There are several reasons why women were not granted the right to vote in the United States until 1920. One reason is that there were not enough votes to matter without men's support. Another reason is that the majority of voters believed that women should not be allowed to vote because it was inappropriate for them to make such a decision themselves. A third reason is that many men did not want women to have the right to vote because they thought it would lead to equal power between the sexes which would remove any need for them to protect women from abuse or violence.

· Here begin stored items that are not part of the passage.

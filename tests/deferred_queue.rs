mod common;

use std::convert::Infallible;
use std::sync::{Arc, Mutex};
use std::time::Duration;

use common::test_helpers::{classified, flat_config, harness, starter, tenant_request};
use tokio_util::sync::CancellationToken;
use tollgate::queue::FailOutcome;
use tollgate::{
    AuditEvent, EnqueueOutcome, Executor, Priority, QueueOutcomeKind, ReplayRequest,
    ReplayResponse, ServiceExecutor, TollgateConfig,
};

fn recording_executor(status: u16, seen: Arc<Mutex<Vec<ReplayRequest>>>) -> Arc<dyn Executor> {
    Arc::new(ServiceExecutor::new(tower::service_fn(move |req: ReplayRequest| {
        let seen = seen.clone();
        async move {
            seen.lock().unwrap().push(req);
            Ok::<_, Infallible>(ReplayResponse::new(status))
        }
    })))
}

#[tokio::test]
async fn claims_follow_priority_then_age_with_retry_penalty() {
    let h = harness(TollgateConfig::default(), vec![starter()]);
    let queue = h.controller.queue();
    let req = tenant_request("/api/orders", "sk_acme", "acme");
    let tenant = starter();

    let mut ids = Vec::new();
    for (client, priority) in [
        ("key:a", Priority::Low),
        ("key:b", Priority::High),
        ("key:c", Priority::Medium),
        ("key:d", Priority::High),
    ] {
        let entry = classified(client, &tenant, priority);
        match queue.enqueue(&entry, "acme", &req, 100).await.unwrap() {
            EnqueueOutcome::Queued { id, .. } => ids.push(id),
            other => panic!("expected queued, got {other:?}"),
        }
        h.clock.advance(1);
    }

    let claim = queue.claim("acme", 1).await.unwrap();
    assert_eq!(claim.entries.len(), 1);
    let first = claim.entries.into_iter().next().unwrap();
    assert_eq!(first.entry.client_id, "key:b");

    // One failure costs one priority level: b now ties with c and wins on age.
    let outcome = queue.fail(first, "upstream 503".into()).await.unwrap();
    assert!(matches!(outcome, FailOutcome::Retried { ref entry, .. } if entry.retry_count == 1));

    let order: Vec<String> =
        queue.pending("acme").await.unwrap().into_iter().map(|e| e.client_id).collect();
    assert_eq!(order, ["key:d", "key:b", "key:c", "key:a"]);

    // The retried entry waits out its backoff.
    let due: Vec<String> = queue
        .claim("acme", 10)
        .await
        .unwrap()
        .entries
        .into_iter()
        .map(|c| c.entry.client_id)
        .collect();
    assert_eq!(due, ["key:d", "key:c", "key:a"]);
}

#[tokio::test]
async fn deferred_request_is_replayed_with_its_body() {
    let h = harness(flat_config(0.2, 10.0), vec![starter()]);
    let mut req = tenant_request("/api/orders?draft=1", "sk_acme", "acme");
    req.method = "POST".into();
    req.body = Some(b"{\"sku\":42}".to_vec());

    assert!(h.controller.admit(&req).await.unwrap().allowed);
    let deferred = h.controller.admit(&req).await.unwrap();
    assert!(deferred.queued);

    h.clock.advance(1_500);
    let seen = Arc::new(Mutex::new(Vec::new()));
    let processor = h.controller.processor(recording_executor(201, seen.clone()));
    let report = processor.run_once().await;
    assert_eq!(report.completed, 1);
    assert_eq!(report.tenants_drained, 1);

    let replayed = seen.lock().unwrap().clone();
    assert_eq!(replayed.len(), 1);
    assert_eq!(replayed[0].method, "POST");
    assert_eq!(replayed[0].path, "/api/orders?draft=1");
    assert_eq!(replayed[0].body.as_deref(), Some(&b"{\"sku\":42}"[..]));
    assert_eq!(replayed[0].tenant_id, "acme");
    assert_eq!(replayed[0].attempt, 0);

    assert_eq!(h.controller.queue().len("acme").await.unwrap(), 0);
    let stat = processor.wait_statistic().await.unwrap().expect("wait recorded");
    assert_eq!(stat.count, 1);

    let outcomes = h.audit.events_of("queue_outcome").await;
    assert!(matches!(
        outcomes.as_slice(),
        [AuditEvent::QueueOutcome { outcome: QueueOutcomeKind::Completed, wait_ms: 1_500, .. }]
    ));
}

#[tokio::test]
async fn failing_replays_dead_letter_exactly_once() {
    let h = harness(TollgateConfig::default(), vec![starter()]);
    let req = tenant_request("/api/orders", "sk_acme", "acme");
    let entry = classified("key:acme", &starter(), Priority::Medium);
    h.controller.queue().enqueue(&entry, "acme", &req, 10).await.unwrap();

    let seen = Arc::new(Mutex::new(Vec::new()));
    let processor = h.controller.processor(recording_executor(503, seen.clone()));

    let mut dead = 0;
    let mut retried = 0;
    for _ in 0..5 {
        let report = processor.run_once().await;
        dead += report.dead_lettered;
        retried += report.retried;
        h.clock.advance(30_000);
    }

    assert_eq!(retried, 2);
    assert_eq!(dead, 1);
    let attempts: Vec<u32> = seen.lock().unwrap().iter().map(|r| r.attempt).collect();
    assert_eq!(attempts, [0, 1, 2]);
    assert_eq!(h.controller.queue().len("acme").await.unwrap(), 0);

    let letters = h.audit.events_of("dead_letter").await;
    assert_eq!(letters.len(), 1);
    match &letters[0] {
        AuditEvent::DeadLetter { retry_count, error, .. } => {
            assert_eq!(*retry_count, 3);
            assert!(error.contains("503"));
        }
        other => panic!("unexpected event {other:?}"),
    }
}

#[tokio::test]
async fn sweep_removes_expired_entries_once() {
    let h = harness(TollgateConfig::default(), vec![starter()]);
    let req = tenant_request("/api/orders", "sk_acme", "acme");
    let entry = classified("key:acme", &starter(), Priority::Medium);
    h.controller.queue().enqueue(&entry, "acme", &req, 10).await.unwrap();
    h.clock.advance(200_000);
    h.controller.queue().enqueue(&entry, "acme", &req, 10).await.unwrap();
    h.clock.advance(150_000);

    let seen = Arc::new(Mutex::new(Vec::new()));
    let processor = h.controller.processor(recording_executor(200, seen));
    let first = processor.sweep().await;
    assert_eq!(first.expired, 1);
    assert_eq!(first.removed(), 1);
    assert_eq!(h.controller.queue().len("acme").await.unwrap(), 1);

    let second = processor.sweep().await;
    assert_eq!(second.removed(), 0);
    assert_eq!(h.audit.events_of("queue_outcome").await.len(), 1);
}

#[tokio::test(start_paused = true)]
async fn spawned_processor_drains_until_cancelled() {
    let h = harness(TollgateConfig::default(), vec![starter()]);
    let req = tenant_request("/api/orders", "sk_acme", "acme");
    let entry = classified("key:acme", &starter(), Priority::Medium);
    for _ in 0..3 {
        h.controller.queue().enqueue(&entry, "acme", &req, 10).await.unwrap();
    }

    let seen = Arc::new(Mutex::new(Vec::new()));
    let processor =
        Arc::new(h.controller.processor(recording_executor(200, seen.clone())));
    let token = CancellationToken::new();
    let (drain, sweep) = processor.spawn(token.clone());

    tokio::time::sleep(Duration::from_millis(2_500)).await;
    token.cancel();

    let report = drain.await.unwrap();
    sweep.await.unwrap();
    assert_eq!(report.completed, 3);
    assert_eq!(seen.lock().unwrap().len(), 3);
    assert_eq!(h.controller.queue().len("acme").await.unwrap(), 0);
}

The Suffrage Movement, in particular, refers to the seventy-two-year-long struggle for a woman's right to vote in the United States. The movement, which was founded on the abolition of slavery, promoted civic activity among newly enfranchised women through groups such as the League of Women Voters and the National American Woman Suffrage Association. Although they achieved success in several states, including Illinois, Indiana, and Wyoming, they failed to achieve national ratification of their cause until 1920 when the Nineteenth Amendment was passed.
– From Wikipedia
She was born into a wealthy family in Quincy, Massachusetts, where her father owned a large estate worth $750,000 ($7 million in today's dollars). Her mother was Mary Lathrop Smith, one of the first female lawyers in America. Her parents divorced when she was eight years old and she lived with her mother who later married Charles A. Lindbergh, the famous aviator. Elizabeth grew up in luxury and was educated at home by private tutors before entering Harvard University at age 17. She earned degrees from both Harvard and Radcliffe College before going on to study law at Columbia University. In 1872, she became the first woman admitted to the New York Bar. Two years later, she began a practice in Boston which lasted until her death in 1958.
Elizabeth Smith Dorrance was an important figure in the development of American feminism. She helped to organize the first national conference of feminist writers and activists in 1873 and served as its secretary.